Pour un grand nombre de voitures électriques, un dégât au niveau des batteries, même mineur, peut-être fatal et les conduire directement à la casse.

C’est une enquête de Reuters qui devrait faire beaucoup de bruit et qui pourrait aussi avoir des conséquences dans l’industrie automobile électrique. L’agence de presse britannique est partie du constat qu’au regard de ses parts de marché, le nombre de véhicules électriques dans les casses était particulièrement élevé. Pourquoi y a-t-il autant de voitures électriques à la « poubelle » alors qu’elles représentent moins de 15 % des véhicules en circulation ?

Des batteries trop chères à réparer

Reuters a mené son enquête des deux côtés de l’Atlantique et a constaté un nombre d’épaves électriques important de toutes marques.
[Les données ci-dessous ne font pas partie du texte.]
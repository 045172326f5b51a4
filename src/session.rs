//! Interface to the platform audio session.
//!
//! Session activation, route selection and the physical volume belong to the
//! host; the engine only reads the output level and route, and asks for the
//! European volume ceiling when the user allows it.

/// Highest output volume allowed on devices with the default region limit.
pub const DEFAULT_REGION_MAX_VOLUME: f32 = 0.83;
/// Highest output volume once switched to the European profile.
pub const EUROPEAN_REGION_MAX_VOLUME: f32 = 1.0;

pub trait AudioSession {
    /// Current hardware output level in `0.0..=1.0`.
    fn hardware_output_volume(&self) -> f32;
    /// True when both the headset output and microphone input go through the jack.
    fn audio_route_is_headset_in_out(&self) -> bool;
    /// Raise the output to the European region maximum.
    fn switch_to_european_volume(&mut self);
}

/// Session with fixed, caller-controlled values.
#[derive(Clone, Debug, PartialEq)]
pub struct StaticAudioSession {
    pub hardware_output_volume: f32,
    pub audio_route_is_headset_in_out: bool,
}
impl StaticAudioSession {
    pub fn new(hardware_output_volume: f32) -> Self {
        Self {
            hardware_output_volume,
            audio_route_is_headset_in_out: true,
        }
    }
}
impl Default for StaticAudioSession {
    fn default() -> Self {
        Self::new(DEFAULT_REGION_MAX_VOLUME)
    }
}
impl AudioSession for StaticAudioSession {
    fn hardware_output_volume(&self) -> f32 {
        self.hardware_output_volume
    }
    fn audio_route_is_headset_in_out(&self) -> bool {
        self.audio_route_is_headset_in_out
    }
    fn switch_to_european_volume(&mut self) {
        self.hardware_output_volume = EUROPEAN_REGION_MAX_VOLUME;
    }
}
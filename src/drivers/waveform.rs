use std::f64::consts::TAU;
use std::time::Duration;
use serde::{Deserialize, Serialize};
/// Shape of the excitation tone on one channel.
#[derive(Clone, Copy, Debug, Default, PartialEq, Eq, Serialize, Deserialize)]
#[serde(rename_all = "lowercase")]
pub enum WaveType {
    #[default]
    Sine,
    Square,
}
/// Output side of the jack.
#[derive(Clone, Copy, Debug, PartialEq, Eq, Hash)]
pub enum Channel {
    Left,
    Right,
}
impl Channel {
    pub fn index(self) -> usize {
        match self {
            Channel::Left => 0,
            Channel::Right => 1,
        }
    }
}
/// Oscillator state for one output channel.
///
/// The phase accumulator survives across buffers so consecutive renders join
/// without a step; it is only reset by building a new `ChannelConfig`.
#[derive(Clone, Debug, PartialEq)]
pub struct ChannelConfig {
    pub frequency: f64,
    pub amplitude: f64,
    pub wave_type: WaveType,
    theta: f64,
}
impl ChannelConfig {
    pub fn new(frequency: f64, amplitude: f64, wave_type: WaveType) -> Self {
        Self {
            frequency,
            amplitude,
            wave_type,
            theta: 0.0,
        }
    }
    pub fn phase(&self) -> f64 {
        self.theta
    }
    /// Fill `out` with the next samples of this channel.
    pub fn render(&mut self, sample_rate: f64, out: &mut [f32]) {
        let step = TAU * self.frequency / sample_rate;
        let amplitude = self.amplitude;
        for sample in out.iter_mut() {
            let s = self.theta.sin();
            let value = match self.wave_type {
                WaveType::Sine => s * amplitude,
                WaveType::Square => {
                    if s >= 0.0 {
                        amplitude
                    } else {
                        -amplitude
                    }
                }
            };
            *sample = value as f32;
            self.theta += step;
            if self.theta >= TAU {
                self.theta = self.theta.rem_euclid(TAU);
            }
        }
    }
}
/// One-shot deferred amplitude change, counted in rendered buffers.
#[derive(Clone, Copy, Debug, PartialEq)]
pub struct ScheduledChange {
    pub channel: Channel,
    pub amplitude: f64,
    pub remaining_buffers: u64,
}
impl ScheduledChange {
    pub fn after_delay(
        channel: Channel,
        amplitude: f64,
        delay: Duration,
        sample_rate: f64,
        number_of_frames: usize,
    ) -> Self {
        Self {
            channel,
            amplitude,
            remaining_buffers: buffers_for_delay(delay, sample_rate, number_of_frames),
        }
    }
    /// Count one rendered buffer. Returns true once the change is due.
    pub fn tick(&mut self) -> bool {
        self.remaining_buffers = self.remaining_buffers.saturating_sub(1);
        self.remaining_buffers == 0
    }
}
/// Number of whole buffers whose combined duration covers `delay`.
pub fn buffers_for_delay(delay: Duration, sample_rate: f64, number_of_frames: usize) -> u64 {
    let buffers = delay.as_secs_f64() * sample_rate / number_of_frames as f64;
    // Absorb float noise so an exact multiple of the period does not round up.
    (buffers - 1e-6).ceil().max(0.0) as u64
}
/// Nearest frequency that fits a whole number of cycles into one buffer.
///
/// Such a tone lands exactly on an FFT bin, so the demodulator sees no
/// spectral leakage. The result stays between one cycle per buffer and the
/// last bin below Nyquist.
pub fn optimize_frequency(frequency: f64, sample_rate: f64, number_of_frames: usize) -> f64 {
    let n = number_of_frames as f64;
    let max_cycles = (number_of_frames / 2).saturating_sub(1).max(1) as f64;
    let cycles = if frequency.is_finite() {
        (frequency * n / sample_rate).round().clamp(1.0, max_cycles)
    } else {
        1.0
    };
    cycles * sample_rate / n
}
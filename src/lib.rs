// src/lib.rs
//! Audio-jack sensor engine: tone generation, single-bin demodulation,
//! impulse detection and sensor identification.
pub mod config;
pub mod drivers;
pub mod engine;
pub mod identification;
pub mod session;
pub mod types;

pub use config::{EngineConfig, IdentificationConfig, ReferenceFingerprint, SenseConfig};
pub use drivers::SenseError;
pub use engine::{SignalEngine, SignalEngineDelegate};
pub use identification::{
    AbortHandle, IdentificationOutcome, IdentificationState, Identificator, IdentificatorDelegate,
};
pub use session::{AudioSession, StaticAudioSession};
pub use types::{ProbeTrial, SensorFingerprint, SensorType};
Qu’il s’agisse de Tesla, Hyundai, Renault, Peugeot, BMW ou encore Volkswagen, le constat est le même : des voitures électriques, même légèrement accidentées ou avec un faible kilométrage, sont envoyées au rebut à défaut d’être réparées.

D’après les conclusions de l’enquête, cela aurait à voir avec le prix des batteries sur ces véhicules et la politique en matière d’assurance. Explications. Sur une voiture électrique, la batterie est sans doute l’élément le plus cher. Dans certains cas, le pack de batteries peut atteindre 50 % du prix de vente, soit plusieurs dizaines de milliers d’euros. Or la réparation de ces batteries n’a rien d’évident, au contraire, il s’agirait d’une opération longue, coûteuse et qui ne serait pas sans quelques risques.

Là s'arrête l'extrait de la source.